I wrote this poem in the summer of 2003 after Saddam Hussein’s sons, Odai and Qusai, were killed. These two men were two of the most feared and powerful men in Iraq and certainly were responsible for countless murders. I by no means am here to defend these men or say they should have been spared, but the reactions to their deaths made me sick. The whooping of “We got ’em!” that friends and news headlines alike shouted seems appropriate for the deaths of persons who’ve committed murder, but I think we’ve missed the point. And so too in the aftermath of Osama bin Laden’s death, I hear and read celebratory, arrogant and hateful responses to his death. We are human. We judge, but that is not our place. I could start singing “All you need is love” from the rooftops, but who would take me seriously? It’s counterintuitive to face an enemy–the Husseins, bin Laden, Jared Lee Loughner–and forgive, but I hope that we as a community, as a country, and as a world can learn to put aside our ego, our natural instincts for revenge, and respond with mercy and forgiveness. Martin Luther King Jr. says it more eloquently than I, but I think true peace begins with love.

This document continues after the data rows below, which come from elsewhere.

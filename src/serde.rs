//! Serde serialization of encoded barcodes.
//!
//! Bars and input fields serialize as their string forms. A [`Barcode`]
//! serializes as a flat structure with the payload rendered as hex, which is
//! what gets logged or handed to a renderer alongside the bar string.

use serde::ser::SerializeStruct;
use serde::{Serialize, Serializer};

use crate::bars::{BarSymbol, Bars};
use crate::encoder::Barcode;
use crate::types::{RoutingCode, TrackingNumber};

impl Serialize for BarSymbol {
    fn serialize<S>(&self, serializer: S) -> Result<S::Ok, S::Error>
    where
        S: Serializer,
    {
        serializer.serialize_char(self.as_char())
    }
}

impl Serialize for Bars {
    fn serialize<S>(&self, serializer: S) -> Result<S::Ok, S::Error>
    where
        S: Serializer,
    {
        serializer.collect_str(self)
    }
}

impl Serialize for TrackingNumber {
    fn serialize<S>(&self, serializer: S) -> Result<S::Ok, S::Error>
    where
        S: Serializer,
    {
        serializer.collect_str(self)
    }
}

impl Serialize for RoutingCode {
    fn serialize<S>(&self, serializer: S) -> Result<S::Ok, S::Error>
    where
        S: Serializer,
    {
        serializer.serialize_str(self.as_str())
    }
}

/// Decomposition of the tracking number into its USPS fields.
#[derive(Serialize)]
struct TrackingFields {
    barcode_identifier: String,
    service_type: String,
    mailer_id: String,
    serial_number: String,
}

impl TrackingFields {
    fn new(tracking: &TrackingNumber) -> Self {
        let digits = tracking.to_string();
        let mailer_end = 5 + tracking.mailer_id_length();
        TrackingFields {
            barcode_identifier: digits[0..2].to_string(),
            service_type: digits[2..5].to_string(),
            mailer_id: digits[5..mailer_end].to_string(),
            serial_number: digits[mailer_end..].to_string(),
        }
    }
}

impl Serialize for Barcode {
    fn serialize<S>(&self, serializer: S) -> Result<S::Ok, S::Error>
    where
        S: Serializer,
    {
        let mut state = serializer.serialize_struct("Barcode", 8)?;
        state.serialize_field("tracking_number", &self.tracking)?;
        state.serialize_field("tracking_fields", &TrackingFields::new(&self.tracking))?;
        state.serialize_field("routing_code", &self.routing)?;
        state.serialize_field("binary_payload", &self.payload_hex())?;
        state.serialize_field("fcs", &self.fcs)?;
        state.serialize_field("codewords", &self.codewords)?;
        state.serialize_field("characters", &self.characters)?;
        state.serialize_field("bars", &self.bars)?;
        state.end()
    }
}

impl Barcode {
    /// Serializes the barcode to a JSON string.
    pub fn to_json(&self) -> Result<String, serde_json::Error> {
        serde_json::to_string(self)
    }

    /// Serializes the barcode to an indented JSON string.
    pub fn to_json_pretty(&self) -> Result<String, serde_json::Error> {
        serde_json::to_string_pretty(self)
    }
}

#[cfg(test)]
mod tests {
    use crate::encoder::Encoder;

    #[test]
    fn test_barcode_json() {
        let barcode = Encoder::new()
            .encode_barcode("0123456709498765432101234")
            .unwrap();
        let value: serde_json::Value = serde_json::from_str(&barcode.to_json().unwrap()).unwrap();

        assert_eq!(value["tracking_number"], "01234567094987654321");
        assert_eq!(value["routing_code"], "01234");
        assert_eq!(value["binary_payload"], "0000000D138A87BAB5CF3804B1");
        assert_eq!(value["fcs"], 0x065);
        assert_eq!(value["codewords"][0], 666);
        assert_eq!(value["characters"].as_array().unwrap().len(), 10);
        assert_eq!(
            value["bars"],
            "DTTAFADDTTFTDTFTFDTDDADADAFADFATDDFTAAAFDTTADFAAATDFDTDFADDDTDFFT"
        );

        let fields = &value["tracking_fields"];
        assert_eq!(fields["barcode_identifier"], "01");
        assert_eq!(fields["service_type"], "234");
        assert_eq!(fields["mailer_id"], "567094");
        assert_eq!(fields["serial_number"], "987654321");
    }

    #[test]
    fn test_bar_symbol_json() {
        let json = serde_json::to_string(&crate::BarSymbol::Full).unwrap();
        assert_eq!(json, "\"F\"");
    }
}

Love is the only force capable of transforming an enemy into a friend. We never get rid of an enemy by meeting hate with hate; we get rid of an enemy by getting rid of enmity. By its very nature, hate destroys and tears down; by its very nature, love creates and builds up. Love transforms with redemptive power. – Martin Luther King Jr., Strength to Love

Odai and Qusai

We got ‘em they shouted,
the hunters on their return
of the three month stakeout.
Men drank, wives baked
and everyone raised the flag.
Around the fire animated hands
and mouths told the story
of the chase and the kill.
We almost died, in fact one did,
they told us and we shuddered
to think of bullets and blood.
Conversation died too
when carrot cake was cut and
coffee was poured.
But we got em.

They got us, I whispered.
Brothers we lay side by side
dead in the dust and sun.
Ran and hid and thirsted
for too long, and my son.
Now we are photographed
in black and white for papers
and for families to feel safe.
Bullets filled our bodies and heads
until we were unrecognizable.
Home again to be buried
but they still lingered to watch,
to make sure we made it in the
earth good and tight.
They really got us.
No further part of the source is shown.